The cost of PHI is about 250-300 per child, I'm wondering am I really getting anything for that?


----------



## Brendan Burgess (9 Feb 2014)

I was in a discussion of PHI with Dermot Goode of Cornmarket yesterday on Newstalk, and he was asked this question by the presenter. Apparently, there are two plans out there which give either free or cheap cover for children as part of a bigger package. 

Brendan


----------



## arbitron (9 Feb 2014)

Hi fraggle,

I can't offer advice on specific plans but it will ultimately depend on why you want the insurance.  There are no private paediatric hospitals in Ireland but some private hospitals do provide certain minor procedures for children, e.g. circumcision, tonsils, grommets, etc.  A small number of cardiac procedures are also covered.  So if you would like to have your children covered for common minor surgical procedures then PHI may be of benefit.

PHI for children is not useful for emergency care as no private hospital will admit a child via their A&E or other acute care services - you would be sent to a public paediatric hospital.

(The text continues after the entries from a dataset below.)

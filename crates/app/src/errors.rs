use axum::http::StatusCode;
use axum::response::IntoResponse;
use serde_json::json;

use stratum_core::ModelError;

use crate::config::ConfigError;

#[derive(Debug, thiserror::Error)]
pub enum AppError {
    #[error(transparent)]
    Config(#[from] ConfigError),

    #[error("invalid route target `{0}` (expected `controller#action`)")]
    InvalidTarget(String),

    #[error("route `{path}` targets unknown controller `{controller}`")]
    UnknownController { path: String, controller: String },

    #[error("route `{path}` targets unknown action `{controller}#{action}`")]
    UnknownAction {
        path: String,
        controller: String,
        action: String,
    },

    #[error("controller `{0}` is already registered")]
    DuplicateController(String),

    #[error("server i/o failed: {0}")]
    Io(#[from] std::io::Error),
}

pub fn model_error_to_response(err: ModelError) -> axum::response::Response {
    match err {
        ModelError::NotFound { collection, id } => json_error(
            StatusCode::NOT_FOUND,
            "not_found",
            format!("{collection} `{id}` not found"),
        ),
        ModelError::Validation(errors) => {
            let details: Vec<_> = errors
                .failures()
                .iter()
                .map(|f| {
                    json!({
                        "attribute": f.attribute,
                        "rule": f.rule,
                        "message": f.message,
                    })
                })
                .collect();
            (
                StatusCode::UNPROCESSABLE_ENTITY,
                axum::Json(json!({
                    "error": "validation_error",
                    "message": errors.to_string(),
                    "details": details,
                })),
            )
                .into_response()
        }
        ModelError::InvalidQuery(msg) => json_error(StatusCode::BAD_REQUEST, "invalid_query", msg),
        ModelError::Serialization(msg) => {
            json_error(StatusCode::INTERNAL_SERVER_ERROR, "serialization_error", msg)
        }
        ModelError::Driver(e) => {
            tracing::error!(error = %e, "driver failure");
            json_error(StatusCode::INTERNAL_SERVER_ERROR, "driver_error", e.to_string())
        }
    }
}

pub fn json_error(
    status: StatusCode,
    code: &'static str,
    message: impl Into<String>,
) -> axum::response::Response {
    (
        status,
        axum::Json(json!({
            "error": code,
            "message": message.into(),
        })),
    )
        .into_response()
}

Unfortunately I don't know much about private care within public paediatric hospitals, but maybe another poster can contribute.


----------



## huskerdu (9 Feb 2014)

To add to what arbiton has said. the main reason  why many people have health insurance for children is to be able to skip the queue if you are told that the waiting list for minor important elective surgery is long. 
 I know it stinks. 

 If you are told that your child needs grommet / tonsils  removal etc and the public waiting list is 6 months long, you can go to see the consultant privately. 

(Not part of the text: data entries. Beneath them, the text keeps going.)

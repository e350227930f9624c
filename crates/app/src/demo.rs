//! Demo wiring: a `users` controller over an in-memory `User` model.

use std::path::PathBuf;
use std::sync::Arc;

use axum::extract::{Path, Query, State};
use axum::http::StatusCode;
use axum::response::{IntoResponse, Response};
use axum::routing::{MethodRouter, get};
use axum::Json;
use serde::{Deserialize, Serialize};

use stratum_core::{Entity, Rule, ValidationRegistry, ValueKind};
use stratum_infra::InMemoryDriver;
use stratum_model::{Direction, Model, QueryDescriptor};

use crate::application::Application;
use crate::config::Configuration;
use crate::controller::Controller;
use crate::errors::{AppError, model_error_to_response};

#[derive(Debug, Clone, PartialEq, Serialize, Deserialize)]
pub struct User {
    #[serde(default)]
    pub id: Option<u64>,
    pub name: String,
    pub age: i64,
    #[serde(default)]
    pub email: Option<String>,
}

impl Entity for User {
    type Id = u64;
    const COLLECTION: &'static str = "users";

    fn id(&self) -> Option<&u64> {
        self.id.as_ref()
    }

    fn set_id(&mut self, id: u64) {
        self.id = Some(id);
    }

    fn validations(registry: &mut ValidationRegistry) {
        registry
            .register("name", Rule::required())
            .register("name", Rule::max_length(64))
            .register("age", Rule::kind(ValueKind::Integer))
            .register("age", Rule::min(0.0))
            .register("email", Rule::max_length(254));
    }
}

pub type Users = Model<User, Arc<InMemoryDriver<User>>>;

#[derive(Debug, Deserialize)]
pub struct NewUser {
    pub name: String,
    pub age: i64,
    #[serde(default)]
    pub email: Option<String>,
}

#[derive(Debug, Default, Deserialize)]
pub struct UserFilter {
    pub name: Option<String>,
    pub min_age: Option<i64>,
    pub limit: Option<usize>,
}

impl UserFilter {
    fn descriptor(&self) -> QueryDescriptor {
        let mut query = QueryDescriptor::new().order_by("id", Direction::Asc);
        if let Some(name) = &self.name {
            query = query.eq("name", name.as_str());
        }
        if let Some(min_age) = self.min_age {
            query = query.gte("age", min_age);
        }
        if let Some(limit) = self.limit {
            query = query.limit(limit);
        }
        query
    }
}

pub struct UsersController {
    users: Users,
}

impl UsersController {
    pub fn new(users: Users) -> Self {
        Self { users }
    }
}

impl Controller for UsersController {
    fn name(&self) -> &str {
        "users"
    }

    fn actions(&self) -> Vec<(String, MethodRouter)> {
        vec![
            (
                "collection".to_string(),
                get(index).post(create).with_state(self.users.clone()),
            ),
            (
                "member".to_string(),
                get(show)
                    .put(update)
                    .delete(destroy)
                    .with_state(self.users.clone()),
            ),
        ]
    }

    fn routes(&self) -> Vec<(String, String)> {
        vec![
            ("/users".to_string(), "collection".to_string()),
            ("/users/:id".to_string(), "member".to_string()),
        ]
    }
}

async fn index(State(users): State<Users>, Query(filter): Query<UserFilter>) -> Response {
    match users.filter(filter.descriptor()).collect().await {
        Ok(list) => Json(list).into_response(),
        Err(e) => model_error_to_response(e),
    }
}

async fn create(State(users): State<Users>, Json(req): Json<NewUser>) -> Response {
    let user = User {
        id: None,
        name: req.name,
        age: req.age,
        email: req.email,
    };
    match users.save(user).await {
        Ok(saved) => (StatusCode::CREATED, Json(saved)).into_response(),
        Err(e) => model_error_to_response(e),
    }
}

async fn show(State(users): State<Users>, Path(id): Path<u64>) -> Response {
    match users.get(id).require().await {
        Ok(user) => Json(user).into_response(),
        Err(e) => model_error_to_response(e),
    }
}

async fn update(State(users): State<Users>, Path(id): Path<u64>, Json(req): Json<NewUser>) -> Response {
    if let Err(e) = users.get(id).require().await {
        return model_error_to_response(e);
    }
    let user = User {
        id: Some(id),
        name: req.name,
        age: req.age,
        email: req.email,
    };
    match users.save(user).await {
        Ok(saved) => Json(saved).into_response(),
        Err(e) => model_error_to_response(e),
    }
}

async fn destroy(State(users): State<Users>, Path(id): Path<u64>) -> Response {
    match users.destroy_id(&id).await {
        Ok(()) => StatusCode::NO_CONTENT.into_response(),
        Err(e) => model_error_to_response(e),
    }
}

/// The demo application with its `users` controller registered.
pub fn build_app(root: impl Into<PathBuf>, config: Configuration) -> Result<Application, AppError> {
    let users: Users = Model::new(Arc::new(InMemoryDriver::new()));
    let mut app = Application::with_config(root, config);
    app.register(UsersController::new(users))?;
    Ok(app)
}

 I don't know what the waiting lists are like for paediatric surgery and I have heard anecdotally that some consultants have long waiting lists for private patents also, so its hard to know if it worth it but it is like any insurance, its hedging your bets. 

 You could ask your GP is they are aware of referral times for common childhood conditions in the public system to help you make the decision.


----------



## fraggle (10 Feb 2014)

I'm going to have to show my ignorance here with these questions....

So if I had a PHI policy for my child, and it was only costing about 200-300/year, then it allows me to 'skip the queue' for non elective surgery.

But what about payment. Is the cost of the surgery covered by the policy?

What if I had no PHI cover, but because of a long waiting list I decided to go privately in that instance. Will I then be paying massive amounts, way beyond the 200-300 cost?


----------



## Gerry Canning (10 Feb 2014)

fraggle; 
1.Effectively PHI gives you the ability to queue jump for most non emergency procedures.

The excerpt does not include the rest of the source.